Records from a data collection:
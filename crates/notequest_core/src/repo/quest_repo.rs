//! Note quest repository contracts and SQLite implementation.
//!
//! # Responsibility
//! - Provide CRUD APIs over the `note_quests` table.
//! - Keep SQL details inside the core persistence boundary.
//!
//! # Invariants
//! - Write paths must call `NoteQuest::validate()` before SQL mutations.
//! - Read paths must reject invalid persisted state instead of masking it.
//! - At most one quest row exists per remote note (`note_id` is unique).
//! - Listing is deterministic: `id ASC`.
//!
//! # See also
//! - docs/architecture/data-model.md

use crate::model::geo::{BoundingBox, LatLon};
use crate::model::note::NoteId;
use crate::model::quest::{NoteQuest, QuestId, QuestStatus};
use crate::repo::{ensure_connection_ready, RepoError, RepoResult};
use rusqlite::types::Value;
use rusqlite::{params, params_from_iter, Connection, Row};

const QUEST_SELECT_SQL: &str = "SELECT
    id,
    note_id,
    status,
    comment,
    marker_lat,
    marker_lon
FROM note_quests";

const QUEST_COLUMNS: &[&str] = &[
    "id",
    "note_id",
    "status",
    "comment",
    "marker_lat",
    "marker_lon",
    "created_at",
    "updated_at",
];

/// Query options for listing quests.
#[derive(Debug, Clone, Default, PartialEq)]
pub struct QuestListQuery {
    /// Optional geographic filter on the quest marker.
    pub bounds: Option<BoundingBox>,
    /// Optional exact status filter.
    pub status: Option<QuestStatus>,
}

/// Repository interface for note quest operations.
pub trait QuestRepository {
    /// Creates one quest for a remote note and returns the stored record.
    fn create_quest(&self, note_id: NoteId, marker_location: LatLon) -> RepoResult<NoteQuest>;
    /// Gets one quest by id.
    fn get_quest(&self, id: QuestId) -> RepoResult<Option<NoteQuest>>;
    /// Lists quests matching the query, ordered by id.
    fn list_quests(&self, query: &QuestListQuery) -> RepoResult<Vec<NoteQuest>>;
    /// Replaces all mutable fields of an existing quest.
    fn update_quest(&self, quest: &NoteQuest) -> RepoResult<()>;
    /// Removes one quest permanently.
    fn delete_quest(&self, id: QuestId) -> RepoResult<()>;
}

/// SQLite-backed quest repository.
pub struct SqliteQuestRepository<'conn> {
    conn: &'conn Connection,
}

impl<'conn> SqliteQuestRepository<'conn> {
    /// Constructs a repository from a migrated/ready connection.
    pub fn try_new(conn: &'conn Connection) -> RepoResult<Self> {
        ensure_connection_ready(conn, "note_quests", QUEST_COLUMNS)?;
        Ok(Self { conn })
    }
}

impl QuestRepository for SqliteQuestRepository<'_> {
    fn create_quest(&self, note_id: NoteId, marker_location: LatLon) -> RepoResult<NoteQuest> {
        let candidate = NoteQuest {
            id: 0,
            note_id,
            comment: String::new(),
            status: QuestStatus::New,
            marker_location,
        };
        candidate.validate()?;

        self.conn.execute(
            "INSERT INTO note_quests (
                note_id,
                status,
                comment,
                marker_lat,
                marker_lon
            ) VALUES (?1, ?2, ?3, ?4, ?5);",
            params![
                note_id,
                quest_status_to_db(candidate.status),
                candidate.comment.as_str(),
                marker_location.latitude,
                marker_location.longitude,
            ],
        )?;

        let id = self.conn.last_insert_rowid();
        self.get_quest(id)?.ok_or_else(|| {
            RepoError::InvalidData(format!("created quest {id} not found in read-back"))
        })
    }

    fn get_quest(&self, id: QuestId) -> RepoResult<Option<NoteQuest>> {
        let mut stmt = self
            .conn
            .prepare(&format!("{QUEST_SELECT_SQL} WHERE id = ?1;"))?;

        let mut rows = stmt.query([id])?;
        if let Some(row) = rows.next()? {
            return Ok(Some(parse_quest_row(row)?));
        }

        Ok(None)
    }

    fn list_quests(&self, query: &QuestListQuery) -> RepoResult<Vec<NoteQuest>> {
        let mut sql = format!("{QUEST_SELECT_SQL} WHERE 1 = 1");
        let mut bind_values: Vec<Value> = Vec::new();

        if let Some(status) = query.status {
            sql.push_str(" AND status = ?");
            bind_values.push(Value::Text(quest_status_to_db(status).to_string()));
        }

        if let Some(bounds) = query.bounds {
            sql.push_str(" AND marker_lat BETWEEN ? AND ?");
            bind_values.push(Value::Real(bounds.min.latitude));
            bind_values.push(Value::Real(bounds.max.latitude));

            // A box crossing the antimeridian covers two disjoint longitude
            // ranges, so the filter flips from BETWEEN to OR.
            if bounds.crosses_antimeridian() {
                sql.push_str(" AND (marker_lon >= ? OR marker_lon <= ?)");
            } else {
                sql.push_str(" AND marker_lon BETWEEN ? AND ?");
            }
            bind_values.push(Value::Real(bounds.min.longitude));
            bind_values.push(Value::Real(bounds.max.longitude));
        }

        sql.push_str(" ORDER BY id ASC;");

        let mut stmt = self.conn.prepare(&sql)?;
        let mut rows = stmt.query(params_from_iter(bind_values))?;
        let mut quests = Vec::new();

        while let Some(row) = rows.next()? {
            quests.push(parse_quest_row(row)?);
        }

        Ok(quests)
    }

    fn update_quest(&self, quest: &NoteQuest) -> RepoResult<()> {
        quest.validate()?;

        let changed = self.conn.execute(
            "UPDATE note_quests
             SET
                note_id = ?1,
                status = ?2,
                comment = ?3,
                marker_lat = ?4,
                marker_lon = ?5,
                updated_at = (strftime('%s', 'now') * 1000)
             WHERE id = ?6;",
            params![
                quest.note_id,
                quest_status_to_db(quest.status),
                quest.comment.as_str(),
                quest.marker_location.latitude,
                quest.marker_location.longitude,
                quest.id,
            ],
        )?;

        if changed == 0 {
            return Err(RepoError::QuestNotFound(quest.id));
        }

        Ok(())
    }

    fn delete_quest(&self, id: QuestId) -> RepoResult<()> {
        let changed = self
            .conn
            .execute("DELETE FROM note_quests WHERE id = ?1;", [id])?;

        if changed == 0 {
            return Err(RepoError::QuestNotFound(id));
        }

        Ok(())
    }
}

fn parse_quest_row(row: &Row<'_>) -> RepoResult<NoteQuest> {
    let status_text: String = row.get("status")?;
    let status = parse_quest_status(&status_text).ok_or_else(|| {
        RepoError::InvalidData(format!(
            "invalid quest status `{status_text}` in note_quests.status"
        ))
    })?;

    let quest = NoteQuest {
        id: row.get("id")?,
        note_id: row.get("note_id")?,
        comment: row.get("comment")?,
        status,
        marker_location: LatLon {
            latitude: row.get("marker_lat")?,
            longitude: row.get("marker_lon")?,
        },
    };
    quest.validate()?;
    Ok(quest)
}

fn quest_status_to_db(status: QuestStatus) -> &'static str {
    match status {
        QuestStatus::New => "new",
        QuestStatus::Answered => "answered",
        QuestStatus::Hidden => "hidden",
        QuestStatus::Closed => "closed",
    }
}

fn parse_quest_status(value: &str) -> Option<QuestStatus> {
    match value {
        "new" => Some(QuestStatus::New),
        "answered" => Some(QuestStatus::Answered),
        "hidden" => Some(QuestStatus::Hidden),
        "closed" => Some(QuestStatus::Closed),
        _ => None,
    }
}
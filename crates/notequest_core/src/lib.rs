//! Core reconciliation logic for note quests.
//! This crate is the single source of truth for upload and store invariants.

pub mod db;
pub mod logging;
pub mod model;
pub mod remote;
pub mod repo;
pub mod service;

pub use db::{open_db, open_db_in_memory, DbError, DbResult};
pub use logging::{default_log_level, init_logging, logging_status};
pub use model::geo::{BoundingBox, LatLon};
pub use model::note::{Note, NoteComment, NoteCommentAction, NoteId, NoteStatus};
pub use model::quest::{NoteQuest, QuestId, QuestStatus, QuestValidationError};
pub use remote::note_api::{NoteApi, NoteApiError, NoteApiResult};
pub use repo::note_repo::{NoteRepository, SqliteNoteRepository};
pub use repo::quest_repo::{QuestListQuery, QuestRepository, SqliteQuestRepository};
pub use repo::{RepoError, RepoResult};
pub use service::quest_upload::{QuestUploadService, UploadError};

/// Returns the core crate version.
pub fn core_version() -> &'static str {
    env!("CARGO_PKG_VERSION")
}
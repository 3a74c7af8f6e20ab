//! Note snapshot repository contracts and SQLite implementation.
//!
//! # Responsibility
//! - Persist locally cached snapshots of remote notes in the `notes` table.
//! - Own the JSON encoding of the per-note comment thread.
//!
//! # Invariants
//! - Snapshots keep the remote service's note id as primary key.
//! - `put_note` replaces the whole snapshot, comments included.
//! - The `comments` column always holds a valid JSON array.
//!
//! # See also
//! - docs/architecture/data-model.md

use crate::model::geo::LatLon;
use crate::model::note::{Note, NoteComment, NoteId, NoteStatus};
use crate::repo::{ensure_connection_ready, RepoError, RepoResult};
use rusqlite::{params, Connection, Row};

const NOTE_SELECT_SQL: &str = "SELECT
    id,
    lat,
    lon,
    status,
    created_at,
    closed_at,
    comments
FROM notes";

const NOTE_COLUMNS: &[&str] = &[
    "id",
    "lat",
    "lon",
    "status",
    "created_at",
    "closed_at",
    "comments",
];

/// Repository interface for cached note snapshots.
pub trait NoteRepository {
    /// Inserts or wholesale-replaces the snapshot for one note.
    fn put_note(&self, note: &Note) -> RepoResult<()>;
    /// Gets one snapshot by note id.
    fn get_note(&self, id: NoteId) -> RepoResult<Option<Note>>;
    /// Removes one snapshot permanently.
    fn delete_note(&self, id: NoteId) -> RepoResult<()>;
}

/// SQLite-backed note snapshot repository.
pub struct SqliteNoteRepository<'conn> {
    conn: &'conn Connection,
}

impl<'conn> SqliteNoteRepository<'conn> {
    /// Constructs a repository from a migrated/ready connection.
    pub fn try_new(conn: &'conn Connection) -> RepoResult<Self> {
        ensure_connection_ready(conn, "notes", NOTE_COLUMNS)?;
        Ok(Self { conn })
    }
}

impl NoteRepository for SqliteNoteRepository<'_> {
    fn put_note(&self, note: &Note) -> RepoResult<()> {
        let comments = encode_comments(&note.comments)?;

        self.conn.execute(
            "INSERT OR REPLACE INTO notes (
                id,
                lat,
                lon,
                status,
                created_at,
                closed_at,
                comments
            ) VALUES (?1, ?2, ?3, ?4, ?5, ?6, ?7);",
            params![
                note.id,
                note.position.latitude,
                note.position.longitude,
                note_status_to_db(note.status),
                note.created_at,
                note.closed_at,
                comments.as_str(),
            ],
        )?;

        Ok(())
    }

    fn get_note(&self, id: NoteId) -> RepoResult<Option<Note>> {
        let mut stmt = self
            .conn
            .prepare(&format!("{NOTE_SELECT_SQL} WHERE id = ?1;"))?;

        let mut rows = stmt.query([id])?;
        if let Some(row) = rows.next()? {
            return Ok(Some(parse_note_row(row)?));
        }

        Ok(None)
    }

    fn delete_note(&self, id: NoteId) -> RepoResult<()> {
        let changed = self.conn.execute("DELETE FROM notes WHERE id = ?1;", [id])?;

        if changed == 0 {
            return Err(RepoError::NoteNotFound(id));
        }

        Ok(())
    }
}

fn parse_note_row(row: &Row<'_>) -> RepoResult<Note> {
    let status_text: String = row.get("status")?;
    let status = parse_note_status(&status_text).ok_or_else(|| {
        RepoError::InvalidData(format!("invalid note status `{status_text}` in notes.status"))
    })?;

    let comments_text: String = row.get("comments")?;
    let comments = decode_comments(&comments_text)?;

    Ok(Note {
        id: row.get("id")?,
        position: LatLon {
            latitude: row.get("lat")?,
            longitude: row.get("lon")?,
        },
        status,
        created_at: row.get("created_at")?,
        closed_at: row.get("closed_at")?,
        comments,
    })
}

fn encode_comments(comments: &[NoteComment]) -> RepoResult<String> {
    serde_json::to_string(comments)
        .map_err(|err| RepoError::InvalidData(format!("failed to encode note comments: {err}")))
}

fn decode_comments(value: &str) -> RepoResult<Vec<NoteComment>> {
    serde_json::from_str(value)
        .map_err(|err| RepoError::InvalidData(format!("invalid note comments payload: {err}")))
}

fn note_status_to_db(status: NoteStatus) -> &'static str {
    match status {
        NoteStatus::Open => "open",
        NoteStatus::Closed => "closed",
        NoteStatus::Hidden => "hidden",
    }
}

fn parse_note_status(value: &str) -> Option<NoteStatus> {
    match value {
        "open" => Some(NoteStatus::Open),
        "closed" => Some(NoteStatus::Closed),
        "hidden" => Some(NoteStatus::Hidden),
        _ => None,
    }
}
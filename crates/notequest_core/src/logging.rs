//! Core logging bootstrap and safety policy.
//!
//! # Responsibility
//! - Initialize file-based rolling logs exactly once per process.
//! - Emit stable, metadata-only diagnostic events from core.
//!
//! # Invariants
//! - Logging init is idempotent for the same directory.
//! - Logging initialization must not panic.
//! - Re-initialization with a different directory is rejected.
//!
//! # See also
//! - docs/architecture/logging.md

use flexi_logger::{Cleanup, Criterion, FileSpec, Logger, LoggerHandle, Naming, WriteMode};
use log::info;
use once_cell::sync::OnceCell;
use std::path::{Path, PathBuf};

const LOG_FILE_BASENAME: &str = "notequest";
const MAX_LOG_FILE_SIZE_BYTES: u64 = 10 * 1024 * 1024;
const MAX_LOG_FILES: usize = 5;

static LOGGING_STATE: OnceCell<LoggingState> = OnceCell::new();

struct LoggingState {
    level: &'static str,
    log_dir: PathBuf,
    _logger: LoggerHandle,
}

/// Initializes core logging with level and directory.
///
/// Returns `Ok(())` when logging is active, or a human-readable error string
/// when initialization fails.
///
/// # Invariants
/// - Calling this function repeatedly with the same `log_dir` is idempotent.
/// - Calling this function repeatedly with a different `level` is rejected.
/// - Re-initialization with a different `log_dir` is rejected.
/// - Initialization never panics.
///
/// # Errors
/// - Returns an error when `level` is unsupported.
/// - Returns an error when `log_dir` is empty, non-absolute, or cannot be created.
/// - Returns an error when logger backend setup fails.
pub fn init_logging(level: &str, log_dir: &str) -> Result<(), String> {
    let normalized_level = normalize_level(level)?;
    let normalized_dir = normalize_log_dir(log_dir)?;

    if let Some(state) = LOGGING_STATE.get() {
        if state.log_dir == normalized_dir {
            if state.level != normalized_level {
                return Err(format!(
                    "logging already initialized with level `{}`; refusing to switch to `{}`",
                    state.level, normalized_level
                ));
            }
            return Ok(());
        }
        return Err(format!(
            "logging already initialized at `{}`; refusing to switch to `{}`",
            state.log_dir.display(),
            normalized_dir.display()
        ));
    }

    let init_level = normalized_level;
    let init_dir = normalized_dir.clone();

    let state = LOGGING_STATE.get_or_try_init(|| -> Result<LoggingState, String> {
        std::fs::create_dir_all(&init_dir).map_err(|err| {
            format!(
                "failed to create log directory `{}`: {err}",
                init_dir.display()
            )
        })?;

        let logger = Logger::try_with_str(init_level)
            .map_err(|err| format!("invalid log level `{init_level}`: {err}"))?
            .log_to_file(
                FileSpec::default()
                    .directory(init_dir.as_path())
                    .basename(LOG_FILE_BASENAME),
            )
            .rotate(
                Criterion::Size(MAX_LOG_FILE_SIZE_BYTES),
                Naming::Numbers,
                Cleanup::KeepLogFiles(MAX_LOG_FILES),
            )
            .write_mode(WriteMode::BufferAndFlush)
            .append()
            // File format: [YYYY-MM-DD HH:MM:SS.ffffff TZ] LEVEL [module] file:line: message
            .format_for_files(flexi_logger::detailed_format)
            .start()
            .map_err(|err| format!("failed to start logger: {err}"))?;

        info!(
            "event=core_init module=core status=ok level={} log_dir={} version={}",
            init_level,
            init_dir.display(),
            env!("CARGO_PKG_VERSION")
        );

        Ok(LoggingState {
            level: init_level,
            log_dir: init_dir,
            _logger: logger,
        })
    })?;

    if state.log_dir != normalized_dir {
        return Err(format!(
            "logging already initialized at `{}`; refusing to switch to `{}`",
            state.log_dir.display(),
            normalized_dir.display()
        ));
    }
    if state.level != normalized_level {
        return Err(format!(
            "logging already initialized with level `{}`; refusing to switch to `{}`",
            state.level, normalized_level
        ));
    }

    Ok(())
}

/// Returns active logging status metadata.
///
/// Returns `None` when logging has not been initialized.
/// Returns `(level, log_dir)` when logging is active.
pub fn logging_status() -> Option<(&'static str, PathBuf)> {
    LOGGING_STATE
        .get()
        .map(|state| (state.level, state.log_dir.clone()))
}

/// Returns the default log level for current build mode.
///
/// - `debug` builds -> `debug`
/// - `release` builds -> `info`
pub fn default_log_level() -> &'static str {
    if cfg!(debug_assertions) {
        "debug"
    } else {
        "info"
    }
}

fn normalize_level(level: &str) -> Result<&'static str, String> {
    match level.trim().to_ascii_lowercase().as_str() {
        "trace" => Ok("trace"),
        "debug" => Ok("debug"),
        "info" => Ok("info"),
        "warn" | "warning" => Ok("warn"),
        "error" => Ok("error"),
        other => Err(format!(
            "unsupported log level `{other}`; expected trace|debug|info|warn|error"
        )),
    }
}

fn normalize_log_dir(log_dir: &str) -> Result<PathBuf, String> {
    let trimmed = log_dir.trim();
    if trimmed.is_empty() {
        return Err("log_dir cannot be empty".to_string());
    }
    let path = Path::new(trimmed);
    if !path.is_absolute() {
        return Err(format!("log_dir must be an absolute path, got `{trimmed}`"));
    }
    Ok(path.to_path_buf())
}

#[cfg(test)]
mod tests {
    use super::{init_logging, logging_status, normalize_level, normalize_log_dir};
    use std::path::PathBuf;
    use std::time::{SystemTime, UNIX_EPOCH};

    fn unique_temp_dir(suffix: &str) -> PathBuf {
        let nanos = SystemTime::now()
            .duration_since(UNIX_EPOCH)
            .expect("system time should be after unix epoch")
            .as_nanos();
        std::env::temp_dir().join(format!(
            "notequest-logging-{suffix}-{}-{nanos}",
            std::process::id()
        ))
    }

    #[test]
    fn normalize_level_accepts_known_values() {
        assert_eq!(
            normalize_level("INFO").expect("INFO should normalize"),
            "info"
        );
        assert_eq!(
            normalize_level(" warning ").expect("warning should normalize"),
            "warn"
        );
    }

    #[test]
    fn normalize_log_dir_rejects_relative_path() {
        let error = normalize_log_dir("logs/dev").expect_err("relative paths must be rejected");
        assert!(error.contains("absolute"));
    }

    #[test]
    fn init_logging_is_idempotent_for_same_config_and_rejects_conflicts() {
        let log_dir = unique_temp_dir("idempotent");
        let log_dir_str = log_dir
            .to_str()
            .expect("temp dir should be valid UTF-8")
            .to_string();
        let second_dir = unique_temp_dir("different");
        let second_dir_str = second_dir
            .to_str()
            .expect("temp dir should be valid UTF-8")
            .to_string();

        init_logging("info", &log_dir_str).expect("first init should succeed");
        init_logging("info", &log_dir_str).expect("same config should be idempotent");

        let level_error =
            init_logging("debug", &log_dir_str).expect_err("level conflict should fail");
        assert!(level_error.contains("refusing to switch"));

        let dir_error =
            init_logging("info", &second_dir_str).expect_err("directory conflict should fail");
        assert!(dir_error.contains("refusing to switch"));

        let (active_level, active_dir) = logging_status().expect("logging should be active");
        assert_eq!(active_level, "info");
        assert_eq!(active_dir, log_dir);
    }
}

**DIRECTIONS:** Return each line from the entries above that includes "LoggerHandle".

**TASK RESULT:**
use flexi_logger::{Cleanup, Criterion, FileSpec, Logger, LoggerHandle, Naming, WriteMode};
    _logger: LoggerHandle,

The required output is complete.